◆ Exercise material

----------------------------------------

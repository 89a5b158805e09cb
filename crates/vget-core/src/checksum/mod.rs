//! Integrity verification: streaming SHA-256 over the merged output.
//!
//! Hashing runs after the merge, never inline with the download path.

pub mod sidecar;

use sha2::{Digest, Sha256};
use std::fs::File;
use std::io::{self, BufReader};
use std::path::Path;

/// SHA-256 of a file as lowercase hex. The file streams through a buffered
/// reader straight into the hasher (`Sha256` is an `io::Write` sink), so a
/// multi-gigabyte image never sits in memory.
pub fn sha256_file(path: &Path) -> io::Result<String> {
    let mut reader = BufReader::with_capacity(128 * 1024, File::open(path)?);
    let mut hasher = Sha256::new();
    io::copy(&mut reader, &mut hasher)?;
    Ok(hex::encode(hasher.finalize()))
}

/// True if `s` is a plausible SHA-256 digest: exactly 64 hex characters.
pub fn is_hex_digest(s: &str) -> bool {
    s.len() == 64 && s.chars().all(|c| c.is_ascii_hexdigit())
}

/// Case-insensitive digest comparison.
pub fn digests_match(expected: &str, actual: &str) -> bool {
    expected.eq_ignore_ascii_case(actual)
}
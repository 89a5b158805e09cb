//! Engine entry point: probe, plan, fetch, aggregate, merge, verify.
//!
//! Runs one `DownloadRequest` to completion. Fetchers execute on blocking
//! threads (one per segment); the aggregator runs as a tokio task beside
//! them; the merge runs strictly after every fetcher has terminated.

mod error;
mod report;
mod request;

use std::sync::atomic::{AtomicBool, Ordering};
use std::sync::Arc;
use std::time::Instant;

use tokio::sync::mpsc;

use crate::checksum;
use crate::control::CancelToken;
use crate::fetcher;
use crate::merge::{self, MergeError};
use crate::probe::{self, ProbeError};
use crate::progress::{self, ProgressSnapshot};
use crate::retry::RetryPolicy;
use crate::segmenter;
use crate::staging::StagingArea;
use crate::status::StatusTable;

pub use error::{EngineError, SegmentFailure};
pub use report::{DownloadReport, Stage, StageTiming};
pub use request::{DownloadRequest, MAX_PARALLELISM};

pub use crate::fetcher::ChaosPlan;

/// Runs a segmented download to completion.
///
/// `progress_tx`, when given, receives one `ProgressSnapshot` per
/// aggregator tick and a final one after the last fetcher terminates.
/// Cancellation via `cancel` is observed at every suspension point and
/// returns `EngineError::Cancelled` without merging; the staging directory
/// is preserved on both failure and cancellation so partial state can be
/// inspected.
pub async fn run(
    request: DownloadRequest,
    cancel: CancelToken,
    progress_tx: Option<mpsc::Sender<ProgressSnapshot>>,
) -> Result<DownloadReport, EngineError> {
    request.validate()?;
    if cancel.is_cancelled() {
        return Err(EngineError::Cancelled);
    }

    let meta = {
        let url = request.url.clone();
        let cancel = cancel.clone();
        tokio::task::spawn_blocking(move || probe::probe(&url, &cancel))
            .await
            .map_err(|e| EngineError::Runtime(format!("probe task: {}", e)))?
    };
    let meta = match meta {
        Ok(meta) => meta,
        Err(ProbeError::Cancelled) => return Err(EngineError::Cancelled),
        Err(e) => return Err(EngineError::ProbeFailed(e)),
    };
    tracing::info!(
        url = %request.url,
        total_bytes = meta.total_len,
        accept_ranges = meta.accept_ranges,
        "origin probed"
    );

    let parallelism = (request.parallelism as u64).min(meta.total_len) as usize;
    let staging = StagingArea::prepare(&request.output_path)
        .map_err(|e| EngineError::Runtime(format!("staging: {}", e)))?;
    let segments = segmenter::plan_segments(meta.total_len, parallelism, staging.dir());
    let status = StatusTable::new(segments.len());
    let policy = RetryPolicy::with_attempts(request.max_retries);

    let mut timings = Vec::new();
    let fetch_started = Instant::now();
    let done = Arc::new(AtomicBool::new(false));

    let aggregator = progress_tx.map(|tx| {
        tokio::spawn(progress::run_aggregator(
            segments.iter().map(|s| s.path.clone()).collect(),
            status.clone(),
            meta.total_len,
            request.progress_interval,
            fetch_started,
            Arc::clone(&done),
            tx,
        ))
    });

    let fetch_join = {
        let url = request.url.clone();
        let segments = segments.clone();
        let status = status.clone();
        let cancel = cancel.clone();
        let chaos = request.chaos;
        tokio::task::spawn_blocking(move || {
            fetcher::fetch_all(&url, &segments, policy, &status, &cancel, chaos);
        })
        .await
    };
    done.store(true, Ordering::Relaxed);
    if let Some(handle) = aggregator {
        let _ = handle.await;
    }
    fetch_join.map_err(|e| EngineError::Runtime(format!("fetch task: {}", e)))?;
    timings.push(StageTiming {
        stage: Stage::Fetch,
        duration: fetch_started.elapsed(),
    });

    if cancel.is_cancelled() {
        tracing::info!(url = %request.url, "download cancelled; staging preserved");
        return Err(EngineError::Cancelled);
    }
    if !status.all_succeeded() {
        let failures: Vec<SegmentFailure> = status
            .failures()
            .into_iter()
            .map(|(index, last_error)| SegmentFailure { index, last_error })
            .collect();
        if failures.is_empty() {
            return Err(EngineError::Runtime(
                "fetch workers exited without a final status".to_string(),
            ));
        }
        for failure in &failures {
            tracing::error!(index = failure.index, error = %failure.last_error, "segment failed");
        }
        return Err(EngineError::SegmentsExhausted {
            failures,
            recommended_retries: request.max_retries.saturating_mul(2),
        });
    }

    let merge_started = Instant::now();
    let merge_result = {
        let segments = segments.clone();
        let output = request.output_path.clone();
        let cancel = cancel.clone();
        let total = meta.total_len;
        tokio::task::spawn_blocking(move || {
            merge::merge_segments(&segments, &output, total, &cancel)
        })
        .await
        .map_err(|e| EngineError::Runtime(format!("merge task: {}", e)))?
    };
    match merge_result {
        Ok(()) => {}
        Err(MergeError::Cancelled) => return Err(EngineError::Cancelled),
        Err(e) => return Err(EngineError::MergeIo(e.to_string())),
    }
    timings.push(StageTiming {
        stage: Stage::Merge,
        duration: merge_started.elapsed(),
    });
    tracing::info!(path = %request.output_path.display(), "merge complete");

    if request.keep_segments {
        tracing::debug!(path = %staging.dir().display(), "keeping segment files");
    } else if let Err(e) = staging.remove() {
        tracing::warn!(path = %staging.dir().display(), error = %e, "could not remove staging directory");
    }

    let mut report = DownloadReport {
        url: request.url.clone(),
        output_path: request.output_path.clone(),
        parallelism,
        timings,
        segments: status.snapshot(),
        local_digest: None,
        expected_digest: request.expected_digest.clone(),
        verified: None,
    };

    if request.verify {
        if let Some(expected) = request.expected_digest.clone() {
            let verify_started = Instant::now();
            let local = {
                let path = request.output_path.clone();
                tokio::task::spawn_blocking(move || checksum::sha256_file(&path))
                    .await
                    .map_err(|e| EngineError::Runtime(format!("verify task: {}", e)))?
                    .map_err(|e| EngineError::Runtime(format!("verify: {}", e)))?
            };
            report.timings.push(StageTiming {
                stage: Stage::Verify,
                duration: verify_started.elapsed(),
            });
            let matches = checksum::digests_match(&expected, &local);
            report.local_digest = Some(local.clone());
            report.verified = Some(matches);
            if !matches {
                tracing::error!(expected = %expected, actual = %local, "digest mismatch; merged file retained");
                return Err(EngineError::VerificationFailed {
                    expected,
                    actual: local,
                    report: Box::new(report),
                });
            }
            tracing::info!("digest verified");
        }
    }

    Ok(report)
}
use super::*;

#[test]
fn select_categories_defaults_to_all() {
    let all = select_categories(None).unwrap();
    assert_eq!(all.len(), catalog::EXPENSE_CATEGORIES.len() + catalog::INCOME_CATEGORIES.len());
    assert_eq!(select_categories(Some("all")).unwrap().len(), all.len());
}

#[test]
fn select_categories_by_kind() {
    let income = select_categories(Some("income")).unwrap();
    assert_eq!(income.len(), 6);
    assert!(income.iter().all(|c| c.kind == TransactionKind::Income));

    let expense = select_categories(Some(" Expense ")).unwrap();
    assert_eq!(expense.len(), 9);
}

#[test]
fn select_categories_rejects_unknown_kind() {
    assert_eq!(select_categories(Some("transfer")), Err(StatusCode::BAD_REQUEST));
}

#[test]
fn validation_errors_are_bad_request() {
    for err in [
        TransactionError::InvalidAmount,
        TransactionError::EmptyDescription,
        TransactionError::UnknownCategory("99".into()),
        TransactionError::CategoryKindMismatch { category: "1".into(), kind: TransactionKind::Income },
        TransactionError::EmptyPatch,
        TransactionError::UnknownTypeFilter("transfer".into()),
    ] {
        assert_eq!(transaction_error_to_status(&err), StatusCode::BAD_REQUEST, "{err}");
    }
}

#[test]
fn not_found_and_database_errors_map() {
    assert_eq!(transaction_error_to_status(&TransactionError::NotFound(Uuid::nil())), StatusCode::NOT_FOUND);
    assert_eq!(
        transaction_error_to_status(&TransactionError::Database(sqlx::Error::PoolTimedOut)),
        StatusCode::INTERNAL_SERVER_ERROR
    );
}
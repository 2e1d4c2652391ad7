//! Activity log routes. The system feed is limited to admin emails.

use axum::extract::{Query, State};
use axum::http::StatusCode;
use axum::response::Json;
use serde::{Deserialize, Serialize};
use serde_json::Value;

use crate::routes::auth::AuthUser;
use crate::services::activity::{
    self, ActivityCategory, ActivityLog, CategoryCount, DEFAULT_SYSTEM_LOG_LIMIT, DEFAULT_USER_LOG_LIMIT, actions,
};
use crate::state::AppState;

#[derive(Serialize)]
pub struct ActivityEntry {
    #[serde(flatten)]
    pub log: ActivityLog,
    pub description: String,
}

impl From<ActivityLog> for ActivityEntry {
    fn from(log: ActivityLog) -> Self {
        let description = activity::describe(&log);
        Self { log, description }
    }
}

#[derive(Serialize)]
pub struct ActivityResponse {
    pub logs: Vec<ActivityEntry>,
    pub counts: Vec<CategoryCount>,
}

#[derive(Deserialize)]
pub struct ActivityQuery {
    limit: Option<i64>,
    category: Option<String>,
}

/// `None` for absent or `all`; 400 for an unknown category.
pub(crate) fn parse_category_filter(raw: Option<&str>) -> Result<Option<ActivityCategory>, StatusCode> {
    match raw.map(str::trim) {
        None | Some("" | "all") => Ok(None),
        Some(value) => ActivityCategory::parse(value).map(Some).ok_or(StatusCode::BAD_REQUEST),
    }
}

fn read_failed(e: &sqlx::Error) -> StatusCode {
    tracing::error!(error = %e, "activity log query failed");
    StatusCode::INTERNAL_SERVER_ERROR
}

/// `GET /api/activity?limit=&category=`: newest first, with per-category counts.
pub async fn list_activity(
    State(state): State<AppState>,
    auth: AuthUser,
    Query(query): Query<ActivityQuery>,
) -> Result<Json<ActivityResponse>, StatusCode> {
    let category = parse_category_filter(query.category.as_deref())?;
    let limit = activity::clamp_limit(query.limit, DEFAULT_USER_LOG_LIMIT);

    let all = activity::get_user_activity_logs(&state.pool, auth.user.id, limit, None)
        .await
        .map_err(|e| read_failed(&e))?;
    let counts = activity::category_counts(&all);

    let logs = match category {
        None => all,
        Some(category) => activity::get_user_activity_logs(&state.pool, auth.user.id, limit, Some(category))
            .await
            .map_err(|e| read_failed(&e))?,
    };

    Ok(Json(ActivityResponse { logs: logs.into_iter().map(ActivityEntry::from).collect(), counts }))
}

#[derive(Deserialize)]
pub struct ClientEventBody {
    category: String,
    action: String,
    #[serde(default)]
    details: Value,
}

/// Events clients may record directly: navigation plus performance metrics.
pub(crate) fn accept_client_event(category: &str, action: &str) -> Option<(ActivityCategory, &'static str)> {
    match ActivityCategory::parse(category)? {
        ActivityCategory::Navigation => actions::CLIENT_NAVIGATION
            .into_iter()
            .find(|a| *a == action.trim())
            .map(|a| (ActivityCategory::Navigation, a)),
        ActivityCategory::System if action.trim() == actions::PERFORMANCE => {
            Some((ActivityCategory::System, actions::PERFORMANCE))
        }
        _ => None,
    }
}

/// `POST /api/activity`: record a client-side event.
pub async fn record_event(
    State(state): State<AppState>,
    auth: AuthUser,
    Json(body): Json<ClientEventBody>,
) -> Result<StatusCode, StatusCode> {
    let (category, action) = accept_client_event(&body.category, &body.action).ok_or(StatusCode::BAD_REQUEST)?;
    let details = if body.details.is_null() { serde_json::json!({}) } else { body.details };
    activity::log_user_action(&state.pool, &auth.actor(), category, action, details).await;
    Ok(StatusCode::NO_CONTENT)
}

#[derive(Deserialize)]
pub struct SystemQuery {
    limit: Option<i64>,
}

/// `GET /api/activity/system?limit=`: all users' entries; admins only.
pub async fn system_activity(
    State(state): State<AppState>,
    auth: AuthUser,
    Query(query): Query<SystemQuery>,
) -> Result<Json<Vec<ActivityEntry>>, StatusCode> {
    if !state.is_admin(auth.user.email.as_deref()) {
        return Err(StatusCode::FORBIDDEN);
    }
    let limit = activity::clamp_limit(query.limit, DEFAULT_SYSTEM_LOG_LIMIT);
    let logs = activity::get_system_activity_logs(&state.pool, limit)
        .await
        .map_err(|e| read_failed(&e))?;
    Ok(Json(logs.into_iter().map(ActivityEntry::from).collect()))
}

#[cfg(test)]
#[path = "activity_test.rs"]
mod tests;
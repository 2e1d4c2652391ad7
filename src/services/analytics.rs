//! Analytics over a user's transactions.
//!
//! DESIGN
//! ======
//! Pure, single-pass reductions over a user's transactions. All sums are in
//! integer cents, so the amounts of a breakdown always add up to the total
//! for that kind. Percentages are derived last and are display-only. Sums
//! saturate at `i64::MAX` instead of overflowing.
//!
//! Transactions whose category id is not in the catalog are grouped under
//! their raw id, so they still count toward the total.

use std::collections::HashMap;

use serde::Serialize;
use sqlx::PgPool;
use time::Date;

use crate::catalog::{self, TransactionKind};
use crate::money;
use crate::services::transaction::{self, TransactionError, TransactionRow};

/// Trend windows offered by the dashboard, in months.
pub const TREND_PERIODS: [u32; 4] = [6, 12, 36, 60];
pub const DEFAULT_TREND_MONTHS: u32 = 6;
pub const DASHBOARD_RECENT_COUNT: usize = 5;

const MONTH_ABBREVIATIONS: [&str; 12] = ["Jan", "Feb", "Mar", "Apr", "May", "Jun", "Jul", "Aug", "Sep", "Oct", "Nov", "Dec"];
const UNKNOWN_CATEGORY_ICON: &str = "💰";

// =============================================================================
// TYPES
// =============================================================================

#[derive(Debug, Clone, Copy, PartialEq, Eq, Default, Serialize)]
pub struct Summary {
    #[serde(rename = "total_income", with = "money::as_amount")]
    pub total_income_cents: i64,
    #[serde(rename = "total_expenses", with = "money::as_amount")]
    pub total_expenses_cents: i64,
    #[serde(rename = "balance", with = "money::as_amount")]
    pub balance_cents: i64,
    pub transaction_count: usize,
    pub income_count: usize,
    pub expense_count: usize,
    /// Mean amount over both kinds, rounded to the nearest cent.
    #[serde(rename = "average_transaction", with = "money::as_amount")]
    pub average_transaction_cents: i64,
}

#[derive(Debug, Clone, PartialEq, Serialize)]
pub struct CategoryStat {
    pub category_id: String,
    pub name: String,
    pub icon: String,
    pub color: String,
    #[serde(rename = "amount", with = "money::as_amount")]
    pub amount_cents: i64,
    pub percentage: f64,
    pub transaction_count: usize,
}

#[derive(Debug, Clone, PartialEq, Eq, Serialize)]
pub struct MonthlyPoint {
    /// e.g. `"Mar 2025"`.
    pub month: String,
    /// e.g. `"Mar"`.
    pub short_month: String,
    pub year: i32,
    pub month_number: u8,
    #[serde(rename = "income", with = "money::as_amount")]
    pub income_cents: i64,
    #[serde(rename = "expenses", with = "money::as_amount")]
    pub expenses_cents: i64,
    #[serde(rename = "balance", with = "money::as_amount")]
    pub balance_cents: i64,
}

#[derive(Debug, Clone, Serialize)]
pub struct AnalyticsReport {
    pub summary: Summary,
    pub expenses_by_category: Vec<CategoryStat>,
    pub income_by_category: Vec<CategoryStat>,
}

#[derive(Debug, Clone, Serialize)]
pub struct Dashboard {
    pub summary: Summary,
    pub expenses_by_category: Vec<CategoryStat>,
    pub trend: Vec<MonthlyPoint>,
    pub recent: Vec<TransactionRow>,
}

// =============================================================================
// REDUCTIONS
// =============================================================================

/// Totals, per-kind counts, and the average amount.
#[must_use]
pub fn summarize(txs: &[TransactionRow]) -> Summary {
    let mut summary = Summary { transaction_count: txs.len(), ..Summary::default() };
    for tx in txs {
        match tx.kind {
            TransactionKind::Income => {
                summary.total_income_cents = summary.total_income_cents.saturating_add(tx.amount_cents);
                summary.income_count += 1;
            }
            TransactionKind::Expense => {
                summary.total_expenses_cents = summary.total_expenses_cents.saturating_add(tx.amount_cents);
                summary.expense_count += 1;
            }
        }
    }
    summary.balance_cents = summary.total_income_cents.saturating_sub(summary.total_expenses_cents);
    summary.average_transaction_cents = average(
        i128::from(summary.total_income_cents) + i128::from(summary.total_expenses_cents),
        txs.len(),
    );
    summary
}

#[allow(clippy::cast_possible_truncation)]
fn average(total: i128, count: usize) -> i64 {
    if count == 0 {
        return 0;
    }
    let count = count as i128;
    ((total + count / 2) / count).clamp(0, i128::from(i64::MAX)) as i64
}

#[allow(clippy::cast_precision_loss)]
fn percentage(part: i64, total: i64) -> f64 {
    if total == 0 { 0.0 } else { part as f64 / total as f64 * 100.0 }
}

/// Per-category totals for one kind, largest first.
#[must_use]
pub fn category_breakdown(txs: &[TransactionRow], kind: TransactionKind) -> Vec<CategoryStat> {
    let mut totals: HashMap<&str, (i64, usize)> = HashMap::new();
    let mut kind_total = 0_i64;
    for tx in txs.iter().filter(|tx| tx.kind == kind) {
        let entry = totals.entry(tx.category.as_str()).or_default();
        entry.0 = entry.0.saturating_add(tx.amount_cents);
        entry.1 += 1;
        kind_total = kind_total.saturating_add(tx.amount_cents);
    }

    let mut stats: Vec<CategoryStat> = totals
        .into_iter()
        .map(|(id, (amount_cents, count))| {
            let (name, icon, color) = match catalog::find_category(id) {
                Some(c) => (c.name, c.icon, c.color),
                None => (id, UNKNOWN_CATEGORY_ICON, catalog::UNKNOWN_CATEGORY_COLOR),
            };
            CategoryStat {
                category_id: id.to_owned(),
                name: name.to_owned(),
                icon: icon.to_owned(),
                color: color.to_owned(),
                amount_cents,
                percentage: percentage(amount_cents, kind_total),
                transaction_count: count,
            }
        })
        .collect();

    stats.sort_by(|a, b| b.amount_cents.cmp(&a.amount_cents).then_with(|| a.name.cmp(&b.name)));
    stats
}

fn month_index(date: Date) -> i32 {
    date.year() * 12 + i32::from(u8::from(date.month())) - 1
}

/// Income/expense totals for the `months` calendar months ending with
/// `today`'s month, oldest first. Months without activity are zero.
#[must_use]
#[allow(clippy::cast_possible_truncation, clippy::cast_sign_loss, clippy::cast_possible_wrap)]
pub fn monthly_trend(txs: &[TransactionRow], today: Date, months: u32) -> Vec<MonthlyPoint> {
    let current = month_index(today);
    let first = current - months as i32 + 1;

    let mut points: Vec<MonthlyPoint> = (first..=current)
        .map(|idx| {
            let year = idx.div_euclid(12);
            let month0 = idx.rem_euclid(12) as usize;
            let short = MONTH_ABBREVIATIONS[month0];
            MonthlyPoint {
                month: format!("{short} {year}"),
                short_month: short.to_owned(),
                year,
                month_number: month0 as u8 + 1,
                income_cents: 0,
                expenses_cents: 0,
                balance_cents: 0,
            }
        })
        .collect();

    for tx in txs {
        let idx = month_index(tx.date);
        if idx < first || idx > current {
            continue;
        }
        let point = &mut points[(idx - first) as usize];
        match tx.kind {
            TransactionKind::Income => point.income_cents = point.income_cents.saturating_add(tx.amount_cents),
            TransactionKind::Expense => point.expenses_cents = point.expenses_cents.saturating_add(tx.amount_cents),
        }
    }

    for point in &mut points {
        point.balance_cents = point.income_cents.saturating_sub(point.expenses_cents);
    }
    points
}

/// True when a trend has no activity at all (the chart shows an empty state).
#[must_use]
pub fn trend_is_empty(points: &[MonthlyPoint]) -> bool {
    points.iter().all(|p| p.income_cents == 0 && p.expenses_cents == 0)
}

/// The `n` most recent transactions by date, then creation time.
#[must_use]
pub fn recent(txs: &[TransactionRow], n: usize) -> Vec<TransactionRow> {
    let mut sorted: Vec<&TransactionRow> = txs.iter().collect();
    sorted.sort_by(|a, b| b.date.cmp(&a.date).then_with(|| b.created_at.cmp(&a.created_at)));
    sorted.into_iter().take(n).cloned().collect()
}

#[must_use]
pub fn report(txs: &[TransactionRow]) -> AnalyticsReport {
    AnalyticsReport {
        summary: summarize(txs),
        expenses_by_category: category_breakdown(txs, TransactionKind::Expense),
        income_by_category: category_breakdown(txs, TransactionKind::Income),
    }
}

#[must_use]
pub fn dashboard(txs: &[TransactionRow], today: Date) -> Dashboard {
    Dashboard {
        summary: summarize(txs),
        expenses_by_category: category_breakdown(txs, TransactionKind::Expense),
        trend: monthly_trend(txs, today, DEFAULT_TREND_MONTHS),
        recent: recent(txs, DASHBOARD_RECENT_COUNT),
    }
}

// =============================================================================
// LOADERS
// =============================================================================

/// Totals for a user straight from the database.
///
/// # Errors
///
/// Returns a database error if the query fails.
pub async fn get_user_stats(pool: &PgPool, user_id: uuid::Uuid) -> Result<Summary, TransactionError> {
    let txs = transaction::list_transactions(pool, user_id).await?;
    Ok(summarize(&txs))
}

#[cfg(test)]
#[path = "analytics_test.rs"]
mod tests;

----------------------------------------

Within the entries above, report how many lines include "first", and keep the answer to the number.

7